Screening is the process of looking for cancer or pre-cancer in people who have no symptoms of the disease. Regular colorectal cancer screening is one of the most powerful tools for preventing colorectal cancer.
From the time the first abnormal cells start to grow into polyps, it usually takes about 10 to 15 years for them to develop into colorectal cancer. With regular screening, most polyps can be found and removed before they have the chance to turn into cancer. Screening can also find colorectal cancer early, when it's small and easier to treat.
If you’re age 45 or older, you should start getting screened for colorectal cancer. Several types of tests can be used. Talk to your health care provider about which ones might be good options for you. No matter which test you choose, the most important thing is to get tested.

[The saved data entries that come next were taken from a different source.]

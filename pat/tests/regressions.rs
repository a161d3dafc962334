//! Facade-level checks for behaviors that are easy to regress silently:
//! a `#error` directive failing the run, `#pragma once` deduplicating a
//! repeated `#include`, an `eval_depth` pragma tightening the recursion
//! limit enforced by validation, and the main data section refusing writes.

use std::io::Write;

use ahash::AHashMap;
use pat::Runtime;

#[test]
fn error_directive_fails_the_run_with_user_error_code() {
    let mut rt = Runtime::new();
    rt.set_data_source(Vec::new());
    let ok = rt.execute_string("#error \"not supported on this target\"", AHashMap::new(), AHashMap::new());
    assert!(!ok);
    assert_eq!(rt.error().unwrap().diagnostic().code_str(), "M0004");
}

#[test]
fn pragma_once_deduplicates_a_repeated_include() {
    let dir = std::env::temp_dir().join(format!("pat-rt-test-{}", std::process::id()));
    std::fs::create_dir_all(&dir).unwrap();
    let shared_path = dir.join("shared.pat");
    std::fs::File::create(&shared_path)
        .unwrap()
        .write_all(b"#pragma once\nstruct Shared { u8 x; };")
        .unwrap();

    let mut rt = Runtime::new();
    rt.set_data_source(vec![0x00]);
    rt.set_include_paths(vec![dir.clone()]);
    let ok = rt.execute_string(
        "#include \"shared\"\n#include \"shared\"\nShared s @ 0x00;",
        AHashMap::new(),
        AHashMap::new(),
    );
    assert!(ok, "execution failed: {:?}", rt.error());

    let _ = std::fs::remove_dir_all(&dir);
}

#[test]
fn eval_depth_pragma_rejects_a_type_that_recurses_past_the_limit() {
    let mut rt = Runtime::new();
    rt.set_data_source(Vec::new());
    let ok = rt.execute_string(
        "#pragma eval_depth 2\nstruct A { B b; }; struct B { C c; }; struct C { A a; };",
        AHashMap::new(),
        AHashMap::new(),
    );
    assert!(!ok);
    assert_eq!(rt.error().unwrap().diagnostic().code_str(), "V0003");
}

#[test]
fn writing_to_the_main_data_section_is_refused() {
    let mut rt = Runtime::new();
    rt.set_data_source(vec![0x05]);
    let ok = rt.execute_string("u8 x @ 0x00; x = 9;", AHashMap::new(), AHashMap::new());
    assert!(!ok);
    assert_eq!(rt.error().unwrap().diagnostic().code_str(), "E0011");
}
fn unescape(cur: &mut Cursor) -> Result<char, ()> {
    match cur.bump() {
        Some('n') => Ok('\n'),
        Some('r') => Ok('\r'),
        Some('t') => Ok('\t'),
        Some('0') => Ok('\0'),
        Some('\\') => Ok('\\'),
        Some('\'') => Ok('\''),
        Some('"') => Ok('"'),
        Some('x') => {
            let mut hex = String::new();
            for _ in 0..2 {
                match cur.peek() {
                    Some(c) if c.is_ascii_hexdigit() => {
                        hex.push(c);
                        cur.bump();
                    }
                    _ => return Err(()),
                }
            }
            let byte = u8::from_str_radix(&hex, 16).map_err(|_| ())?;
            Ok(byte as char)
        }
        _ => Err(()),
    }
}

fn lex_string(cur: &mut Cursor) -> Result<String, ()> {
    cur.bump(); // opening quote
    let mut s = String::new();
    loop {
        match cur.peek() {
            None | Some('\n') => return Err(()),
            Some('"') => {
                cur.bump();
                return Ok(s);
            }
            Some('\\') => {
                cur.bump();
                s.push(unescape(cur)?);
            }
            Some(c) => {
                s.push(c);
                cur.bump();
            }
        }
    }
}

fn lex_char(cur: &mut Cursor) -> Result<char, ()> {
    cur.bump(); // opening quote
    let ch = match cur.peek() {
        None | Some('\n') => return Err(()),
        Some('\\') => {
            cur.bump();
            unescape(cur)?
        }
        Some(c) => {
            cur.bump();
            c
        }
    };
    if cur.peek() != Some('\'') {
        return Err(());
    }
    cur.bump();
    Ok(ch)
}

fn lex_operator_or_separator(cur: &mut Cursor) -> Option<(TokenKind, u32)> {
    let c = cur.peek()?;
    let c1 = cur.peek_at(1);

    macro_rules! two {
        ($a:expr, $b:expr, $kind:expr) => {
            if c == $a && c1 == Some($b) {
                cur.bump();
                cur.bump();
                return Some(($kind, 2));
            }
        };
    }

    two!('=', '=', TokenKind::Operator(Operator::Eq));
    two!('!', '=', TokenKind::Operator(Operator::NotEq));
    two!('<', '=', TokenKind::Operator(Operator::LtEq));
    two!('>', '=', TokenKind::Operator(Operator::GtEq));
    two!('&', '&', TokenKind::Operator(Operator::AndAnd));
    two!('|', '|', TokenKind::Operator(Operator::OrOr));
    two!('^', '^', TokenKind::Operator(Operator::XorXor));
    two!('<', '<', TokenKind::Operator(Operator::Shl));
    two!('>', '>', TokenKind::Operator(Operator::Shr));
    two!(':', ':', TokenKind::Operator(Operator::ScopeRes));
    two!('-', '>', TokenKind::Operator(Operator::Arrow));

    let (kind, _) = match c {
        '+' => (TokenKind::Operator(Operator::Plus), 1),
        '-' => (TokenKind::Operator(Operator::Minus), 1),
        '*' => (TokenKind::Operator(Operator::Star), 1),
        '/' => (TokenKind::Operator(Operator::Slash), 1),
        '%' => (TokenKind::Operator(Operator::Percent), 1),
        '=' => (TokenKind::Operator(Operator::Assign), 1),
        '<' => (TokenKind::Operator(Operator::Lt), 1),
        '>' => (TokenKind::Operator(Operator::Gt), 1),
        '&' => (TokenKind::Operator(Operator::Amp), 1),
        '|' => (TokenKind::Operator(Operator::Pipe), 1),
        '^' => (TokenKind::Operator(Operator::Caret), 1),
        '~' => (TokenKind::Operator(Operator::Tilde), 1),
        '!' => (TokenKind::Operator(Operator::Not), 1),
        '.' => (TokenKind::Operator(Operator::Dot), 1),
        '@' => (TokenKind::Operator(Operator::At), 1),
        '$' => (TokenKind::Operator(Operator::Dollar), 1),
        '?' => (TokenKind::Operator(Operator::Question), 1),
        ':' => (TokenKind::Operator(Operator::Colon), 1),
        '(' => (TokenKind::Separator(Separator::LParen), 1),
        ')' => (TokenKind::Separator(Separator::RParen), 1),
        '{' => (TokenKind::Separator(Separator::LBrace), 1),
        '}' => (TokenKind::Separator(Separator::RBrace), 1),
        '[' => (TokenKind::Separator(Separator::LBracket), 1),
        ']' => (TokenKind::Separator(Separator::RBracket), 1),
        ';' => (TokenKind::Separator(Separator::Semi), 1),
        ',' => (TokenKind::Separator(Separator::Comma), 1),
        _ => return None,
    };
    cur.bump();
    Some((kind, 1))
}

#[cfg(test)]
mod tests {
    use super::*;
    use token::TokenKind::*;

    fn kinds(src: &str) -> Vec<TokenKind> {
        let (tokens, errors) = lex(1, src);
        assert!(errors.is_empty(), "unexpected lex errors: {errors:?}");
        tokens.into_iter().map(|t| t.kind).collect()
    }

    #[test]
    fn lexes_struct_decl() {
        let ks = kinds("struct P { u8 a; u16 b; };");
        assert_eq!(
            ks,
            vec![
                Keyword(token::Keyword::Struct),
                Identifier(Ustr::from("P")),
                Separator(token::Separator::LBrace),
                ValueType(token::ValueType::U8),
                Identifier(Ustr::from("a")),
                Separator(token::Separator::Semi),
                ValueType(token::ValueType::U16),
                Identifier(Ustr::from("b")),
                Separator(token::Separator::Semi),
                Separator(token::Separator::RBrace),
                Separator(token::Separator::Semi),
                EndOfProgram,
            ]
        );
    }

    #[test]
    fn lexes_hex_and_separated_decimal() {
        let ks = kinds("0x1A 1'000'000");
        assert_eq!(ks, vec![Integer(0x1A, IntSuffix::None), Integer(1_000_000, IntSuffix::None), EndOfProgram]);
    }

    #[test]
    fn lexes_float_with_exponent_and_suffix() {
        let ks = kinds("1.5e2f");
        assert_eq!(ks, vec![Float(150.0, FloatSuffix::Float), EndOfProgram]);
    }

    #[test]
    fn lexes_doc_comments() {
        let ks = kinds("/// hello\nu8 a;");
        assert_eq!(
            ks[0],
            DocComment { global: false, single_line: true, text: "hello".into() }
        );
    }

    #[test]
    fn invalid_char_literal_reports_l0001() {
        let (_, errors) = lex(1, "'ab'");
        assert_eq!(errors.len(), 1);
        assert_eq!(errors[0].code(), 1);
    }

    #[test]
    fn unterminated_block_comment_errors() {
        let (_, errors) = lex(1, "/* never closed");
        assert_eq!(errors.len(), 1);
        assert_eq!(errors[0].code(), 4);
    }

    #[test]
    fn scope_resolution_is_two_chars() {
        let ks = kinds("std::mem");
        assert_eq!(
            ks,
            vec![
                Identifier(Ustr::from("std")),
                Operator(token::Operator::ScopeRes),
                Identifier(Ustr::from("mem")),
                EndOfProgram,
            ]
        );
    }
}
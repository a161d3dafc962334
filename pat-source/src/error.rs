use thiserror::Error;

#[derive(Debug, Error)]
pub enum Error {
    #[error("could not resolve `{path}`; tried: {}", .tried.join(", "))]
    Unresolved { path: String, tried: Vec<String> },
    #[error("no resolver registered for protocol `{0}`")]
    UnknownProtocol(String),
    #[error("i/o error reading `{path}`: {source}")]
    Io { path: String, #[source] source: std::io::Error },
}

If you have a strong family history of colorectal polyps or cancer, talk with your doctor about your risk. You might benefit from genetic counseling to review your family medical tree to see how likely it is that you have a family cancer syndrome.
You might be able to lower your risk of colorectal cancer by managing your diet and physical activity.
Weight: Being overweight or obese increases the risk of colorectal cancer in both men and women, but the link seems to be stronger in men. Staying at a healthy weight may help lower your risk.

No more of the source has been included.